Untung Buntung Perpu 405 Triliun
Oleh: Agan Salim.
Aliansi Pengusaha Muslim – “Sesungguhnya manusia yang paling dicintai oleh Allah pada hari kiamat dan paling dekat kedudukannya di sisi Allah adalah seorang pemimpin yang adil. Sedangkan orang yang paling dibenci oleh Allah dan paling jauh kedudukannya dari Allah adalah seorang pemimpin yang zalim.” (HR. Tirmidzi)
Akhirnya drama lockdown atau darurat sipil terjawab, Presiden Joko Widodo menerbitkan Peraturan Pemerintah Pengganti Undang-undang (Perpu) Nomor 1 Tahun 2020 tentang kebijakan keuangan negara dan stabilitas sistem keuangan untuk penanganan pandemik virus Corona (Covid-19).
Dengan payung hukum inilah, pemerintah menyiapkan anggaran penanganan wabah COVID-19 mencapai Rp 405,1 triliun. Dana sebesar itu akan dialokasikan berupa insentif bidang kesehatan sebesar Rp75 triliun, Rp110 triliun Insentif perlindungan sosial. Sedangkan untuk Insentif pajak dan Insentif pembiayaan pemulihan ekonomi sebesar 70,1 triliun, dan 150 triliun.
Dalam rancangannya, 110 triliun insentif buat perlindungan sosial ini rencanakan akan mencover 10 juta keluarga penerima manfaat (KPM), kartu sembako 20 juta penerima, 5,6 juta pemegang Kartu Prakerja, serta subsidi listrik (31/03/20). Alokasi dana tersebut pastinya tidak akan cukup, karena kalau kita merujuk Data Badan Pusat Statistik (BPS) jumlah penduduk miskin di Indonesia pada maret 2019 mencapai 25,14 juta jiwa atau sekitar 9,82% dari total penduduk.

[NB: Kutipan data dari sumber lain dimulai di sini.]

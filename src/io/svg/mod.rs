//! SVG output: projection, path data, and document writing.

mod geometry;
mod proj;
mod writer;

pub use geometry::path_data;
pub use proj::{AlbersUsa, Projection};
//! IO module for format-specific writing operations.
//!
//! - `svg` - SVG format for the rendered map (paths, legend, standalone HTML page)

pub(crate) mod svg;
use std::path::PathBuf;

use anyhow::Result;

use crate::{Source, cli::{Cli, DownloadArgs}, common::{ensure_dir_exists, fetch_both, write_atomic}};

pub fn run(cli: &Cli, args: &DownloadArgs) -> Result<()> {
    let config = super::load_config(args.config.as_deref())?;
    let out_dir = args.output.clone().unwrap_or_else(|| PathBuf::from("."));
    ensure_dir_exists(&out_dir)?;

    let education = Source::parse(&config.education_url);
    let counties = Source::parse(&config.counties_url);
    tracing::info!(%education, %counties, dir = %out_dir.display(), "downloading datasets");

    let (education_bytes, counties_bytes) = fetch_both(&education, &counties)?;

    let education_path = out_dir.join("education.json");
    let counties_path = out_dir.join("counties.json");
    write_atomic(&education_path, &education_bytes)?;
    write_atomic(&counties_path, &counties_bytes)?;

    if cli.verbose > 0 {
        println!("Downloaded {} and {}", education_path.display(), counties_path.display());
    }
    Ok(())
}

Jumlah rakyat miskin pasti akan membengkak dengan adanya pandemik corona di Indonesia dengan resesi ekonomi yang sudah di depan mata. Jika penduduk Indonesia saat ini 269.6 juta menurut Data BPS, sementara yang tercover hanya 25.6 juta jiwa, bagaimana dengan nasib ratusan juta rakyat lainnya yang juga pasti terimbas efek Corona?
Dari alokasi dananya terlihat sekali aroma kapitalisasi di belakang wabah corona saat ini, lihat saja 54% alokasi dana tersebut lebih dominan buat sektor perbankan, pengusaha (UMKM), dan perpajakan daripada ke rakyat yang terkena dampak langsung, terutama dalam hal pemenuhan kebutuhan hidup akibat dari pandemik ini, dan aturan Darurat Kesehatan yang ditetapkan pemerintah.

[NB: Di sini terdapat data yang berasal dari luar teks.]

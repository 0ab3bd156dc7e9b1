use ahash::AHashMap;
use serde::{Deserialize, Serialize};

use crate::common::js_number;

/// One county's educational attainment.
#[derive(Clone, Debug, PartialEq, Serialize, Deserialize)]
pub struct EducationRecord {
    pub fips: i64,
    pub state: String,
    pub area_name: String,
    /// Percentage of adults with a bachelor's degree or higher.
    #[serde(rename = "bachelorsOrHigher")]
    pub bachelors_or_higher: f64,
}

impl EducationRecord {
    /// Tooltip line, e.g. `Autauga County, AL: 25.3%`.
    pub fn tooltip_text(&self) -> String {
        format!("{}, {}: {}%", self.area_name, self.state, js_number(self.bachelors_or_higher))
    }
}

/// Loaded records plus a FIPS index.
///
/// Records are kept as loaded, duplicates included; the index points at the
/// first record carrying each FIPS code so lookups agree with a front-to-back scan.
#[derive(Clone, Debug, Default)]
pub struct EducationData {
    records: Vec<EducationRecord>,
    index: AHashMap<i64, usize>,
}

impl EducationData {
    pub fn new(records: Vec<EducationRecord>) -> Self {
        let mut index = AHashMap::with_capacity(records.len());
        for (i, record) in records.iter().enumerate() {
            index.entry(record.fips).or_insert(i);
        }
        Self { records, index }
    }

    #[inline]
    pub fn get(&self, fips: i64) -> Option<&EducationRecord> {
        self.index.get(&fips).map(|&i| &self.records[i])
    }

    /// Attainment for `fips`, or 0 when nothing matches.
    #[inline]
    pub fn value_or_zero(&self, fips: Option<i64>) -> f64 {
        fips.and_then(|f| self.get(f)).map_or(0.0, |r| r.bachelors_or_higher)
    }

    pub fn records(&self) -> &[EducationRecord] { &self.records }

    pub fn len(&self) -> usize { self.records.len() }

    pub fn is_empty(&self) -> bool { self.records.is_empty() }

    /// `(min, max)` of the attainment values, `None` when there are no records.
    pub fn extent(&self) -> Option<(f64, f64)> {
        let mut values = self.records.iter().map(|r| r.bachelors_or_higher);
        let first = values.next()?;
        Some(values.fold((first, first), |(lo, hi), v| (lo.min(v), hi.max(v))))
    }
}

Dari PERPU ini patut diduga ada jurus “cuci tangan” dalam pengelolaan dana rakyat yang besar ini. Bagaimana tidak, di bab penutupnya memuat klausul bahwa biaya yang telah dikeluarkan pemerintah bukan merupakan kerugian negara, dan semua pejabat yang terlibat tidak dapat dituntut baik secara perdata maupun pidana.

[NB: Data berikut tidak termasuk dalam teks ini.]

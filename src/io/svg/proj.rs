use anyhow::{Context, Result, anyhow};
use geo::Coord;
use proj4rs::{proj::Proj as Proj4, transform::transform};

use crate::config::ProjectionKind;

/// Maps topology coordinates to canvas pixels.
pub enum Projection {
    /// Coordinates are already canvas pixels.
    Identity,
    AlbersUsa(Box<AlbersUsa>),
}

impl Projection {
    pub fn new(kind: ProjectionKind) -> Result<Self> {
        Ok(match kind {
            ProjectionKind::Identity => Projection::Identity,
            ProjectionKind::AlbersUsa => Projection::AlbersUsa(Box::new(AlbersUsa::new(
                AlbersUsa::DEFAULT_SCALE,
                AlbersUsa::DEFAULT_TRANSLATE,
            )?)),
        })
    }

    /// `None` when the point falls outside every region the projection covers.
    #[inline]
    pub fn project(&self, coord: &Coord<f64>) -> Option<(f64, f64)> {
        match self {
            Projection::Identity => Some((coord.x, coord.y)),
            Projection::AlbersUsa(albers) => albers.project(coord),
        }
    }
}

/// Mean equatorial radius, to bring projected meters back to unit-sphere units.
const EARTH_RADIUS: f64 = 6_378_137.0;

/// One conic equal-area panel of the composite.
struct Inset {
    proj: Proj4,
    /// Pixels per unit-sphere radian.
    scale: f64,
    translate: (f64, f64),
    /// Projected meters of the geographic point that lands on `translate`.
    origin: (f64, f64),
    /// Pixel box `[[x0, y0], [x1, y1]]` a point must land in to belong to this panel.
    clip: [[f64; 2]; 2],
}

impl Inset {
    fn new(proj4: &str, geographic: &Proj4, center: (f64, f64), scale: f64, translate: (f64, f64), clip: [[f64; 2]; 2]) -> Result<Self> {
        let proj = Proj4::from_proj_string(proj4)
            .map_err(|e| anyhow!("{e:?}"))
            .with_context(|| format!("[proj] Failed to build PROJ.4: {proj4}"))?;

        let mut point = (center.0.to_radians(), center.1.to_radians(), 0.0);
        transform(geographic, &proj, &mut point)
            .map_err(|e| anyhow!("{e:?}"))
            .with_context(|| format!("[proj] Failed to project inset center {center:?}"))?;

        Ok(Self { proj, scale, translate, origin: (point.0, point.1), clip })
    }

    fn project(&self, geographic: &Proj4, coord: &Coord<f64>) -> Option<(f64, f64)> {
        let mut point = (coord.x.to_radians(), coord.y.to_radians(), 0.0);
        transform(geographic, &self.proj, &mut point).ok()?;

        let x = self.translate.0 + self.scale * (point.0 - self.origin.0) / EARTH_RADIUS;
        let y = self.translate.1 - self.scale * (point.1 - self.origin.1) / EARTH_RADIUS;
        if !(x.is_finite() && y.is_finite()) { return None }

        let [[x0, y0], [x1, y1]] = self.clip;
        (x0 <= x && x <= x1 && y0 <= y && y <= y1).then_some((x, y))
    }
}

/// Composite Albers equal-area projection of the United States: the lower 48
/// with Alaska and Hawaii moved into insets below the Southwest.
pub struct AlbersUsa {
    geographic: Proj4,
    lower48: Inset,
    alaska: Inset,
    hawaii: Inset,
}

impl AlbersUsa {
    pub const DEFAULT_SCALE: f64 = 1070.0;
    pub const DEFAULT_TRANSLATE: (f64, f64) = (480.0, 250.0);

    pub fn new(k: f64, (x, y): (f64, f64)) -> Result<Self> {
        let geographic = Proj4::from_proj_string("+proj=longlat +ellps=GRS80 +no_defs")
            .map_err(|e| anyhow!("{e:?}"))
            .context("[proj] Failed to build geographic PROJ.4")?;

        let lower48 = Inset::new(
            "+proj=aea +lat_1=29.5 +lat_2=45.5 +lat_0=38.7 +lon_0=-96 +x_0=0 +y_0=0 +ellps=GRS80 +units=m +no_defs",
            &geographic, (-96.6, 38.7), k, (x, y),
            [[x - 0.455 * k, y - 0.238 * k], [x + 0.455 * k, y + 0.238 * k]],
        )?;
        let alaska = Inset::new(
            "+proj=aea +lat_1=55 +lat_2=65 +lat_0=58.5 +lon_0=-154 +x_0=0 +y_0=0 +ellps=GRS80 +units=m +no_defs",
            &geographic, (-156.0, 58.5), 0.35 * k, (x - 0.307 * k, y + 0.201 * k),
            [[x - 0.425 * k, y + 0.120 * k], [x - 0.214 * k, y + 0.234 * k]],
        )?;
        let hawaii = Inset::new(
            "+proj=aea +lat_1=8 +lat_2=18 +lat_0=19.9 +lon_0=-157 +x_0=0 +y_0=0 +ellps=GRS80 +units=m +no_defs",
            &geographic, (-160.0, 19.9), k, (x - 0.205 * k, y + 0.212 * k),
            [[x - 0.214 * k, y + 0.166 * k], [x - 0.115 * k, y + 0.234 * k]],
        )?;

        Ok(Self { geographic, lower48, alaska, hawaii })
    }

    /// First panel whose clip box contains the projected point wins.
    pub fn project(&self, coord: &Coord<f64>) -> Option<(f64, f64)> {
        self.lower48.project(&self.geographic, coord)
            .or_else(|| self.alaska.project(&self.geographic, coord))
            .or_else(|| self.hawaii.project(&self.geographic, coord))
    }
}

Tentu kita masih ingat bagaimana raibnya dana rakyat dalam kasus BLBI, CENTURY, dan JIWASRAYA tanpa ada kejelasan penyelesaian bahkan menjadi polemik sampai saat ini.
Melihat realitas di atas, kita jadi teringat ucapan Jeffrey Winters yang pernah menyinggung oligarki dalam kuliah umumnya dalam Oligarchy and the Jokowi Administration di salah satu kampus di Jakarta (08/06/2015). Ia menuturkan dinamika politik pemerintah Indonesia hingga kini masih dikuasai para oligarki (elite) dengan kepentingan kekuasaan. Perubahan dari Orba ke zaman reformasi hanya di permukaan. Tetapi, pemerintahan masih dikendalikan oleh kepentingan para oligarki (pegusaha yang jadi penguasa dan sebaliknya)
Dan setelah kesekian kalinya kita dibuat “buntung” oleh para pemuja kapitalis lewat penerapan sistem dengan solusi rusaknya dalam mengatasi negeri ini, maka sudah seharusnya kita memikirkan sistem pengganti untuk tata kelola negara yang bisa mengantarkan kita semua kepada keadilan yang sebenarnya.